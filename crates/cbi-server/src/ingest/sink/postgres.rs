//! Postgres sink

use async_trait::async_trait;
use sqlx::postgres::{PgArguments, PgPool};
use sqlx::query::Query;
use sqlx::Postgres;
use tracing::{debug, info};

use super::{ddl, Sink, SinkError};
use crate::ingest::record::{EnrichedRecord, FieldValue};
use crate::ingest::schema::{DatasetSchema, FieldKind};

/// Sink backed by a shared connection pool.
///
/// Cloning is cheap; every concurrently running loader gets a handle to the
/// same pool.
#[derive(Clone)]
pub struct PgSink {
    pool: PgPool,
}

impl PgSink {
    pub fn new(pool: PgPool) -> Self {
        Self { pool }
    }

    pub fn pool(&self) -> &PgPool {
        &self.pool
    }
}

fn bind_value<'q>(
    query: Query<'q, Postgres, PgArguments>,
    kind: FieldKind,
    value: &FieldValue,
) -> Query<'q, Postgres, PgArguments> {
    // NULLs are bound with the column's type so Postgres never has to infer it.
    match kind {
        FieldKind::Text | FieldKind::LongText => query.bind(value.as_text().map(str::to_owned)),
        FieldKind::Float => query.bind(value.as_f64()),
        FieldKind::Timestamp { .. } => query.bind(value.as_timestamp()),
    }
}

#[async_trait]
impl Sink for PgSink {
    async fn reset_staging(&self, schema: &DatasetSchema) -> Result<(), SinkError> {
        let staging = schema.staging_table();

        sqlx::query(&ddl::drop_staging_sql(&staging))
            .execute(&self.pool)
            .await?;
        sqlx::query(&ddl::create_table_sql(schema, &staging))
            .execute(&self.pool)
            .await?;

        debug!(table = %staging, "Staging table created");
        Ok(())
    }

    async fn insert(&self, schema: &DatasetSchema, record: &EnrichedRecord) -> Result<(), SinkError> {
        let staging = schema.staging_table();
        let sql = ddl::insert_sql(schema, &staging);

        let query = schema
            .columns()
            .iter()
            .zip(&record.values)
            .fold(sqlx::query(&sql), |query, (column, value)| {
                bind_value(query, column.kind, value)
            });

        query
            .execute(&self.pool)
            .await
            .map_err(|e| SinkError::from_insert(&staging, e))?;

        Ok(())
    }

    async fn publish(&self, schema: &DatasetSchema) -> Result<(), SinkError> {
        let staging = schema.staging_table();

        let mut tx = self.pool.begin().await?;
        sqlx::query(&ddl::drop_table_sql(schema.table))
            .execute(&mut *tx)
            .await?;
        sqlx::query(&ddl::rename_table_sql(&staging, schema.table))
            .execute(&mut *tx)
            .await?;
        tx.commit().await?;

        info!(table = %schema.table, staging = %staging, "Swapped staging table into place");
        Ok(())
    }

    async fn discard_staging(&self, schema: &DatasetSchema) -> Result<(), SinkError> {
        sqlx::query(&ddl::drop_staging_sql(&schema.staging_table()))
            .execute(&self.pool)
            .await?;
        Ok(())
    }
}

**WHAT IS NEEDED:** Look for the string "DatasetSchema" in the entries above. Copy every line that has it.

**TASK OUTPUT:**
use crate::ingest::schema::{DatasetSchema, FieldKind};
    async fn reset_staging(&self, schema: &DatasetSchema) -> Result<(), SinkError> {
    async fn insert(&self, schema: &DatasetSchema, record: &EnrichedRecord) -> Result<(), SinkError> {
    async fn publish(&self, schema: &DatasetSchema) -> Result<(), SinkError> {
    async fn discard_staging(&self, schema: &DatasetSchema) -> Result<(), SinkError> {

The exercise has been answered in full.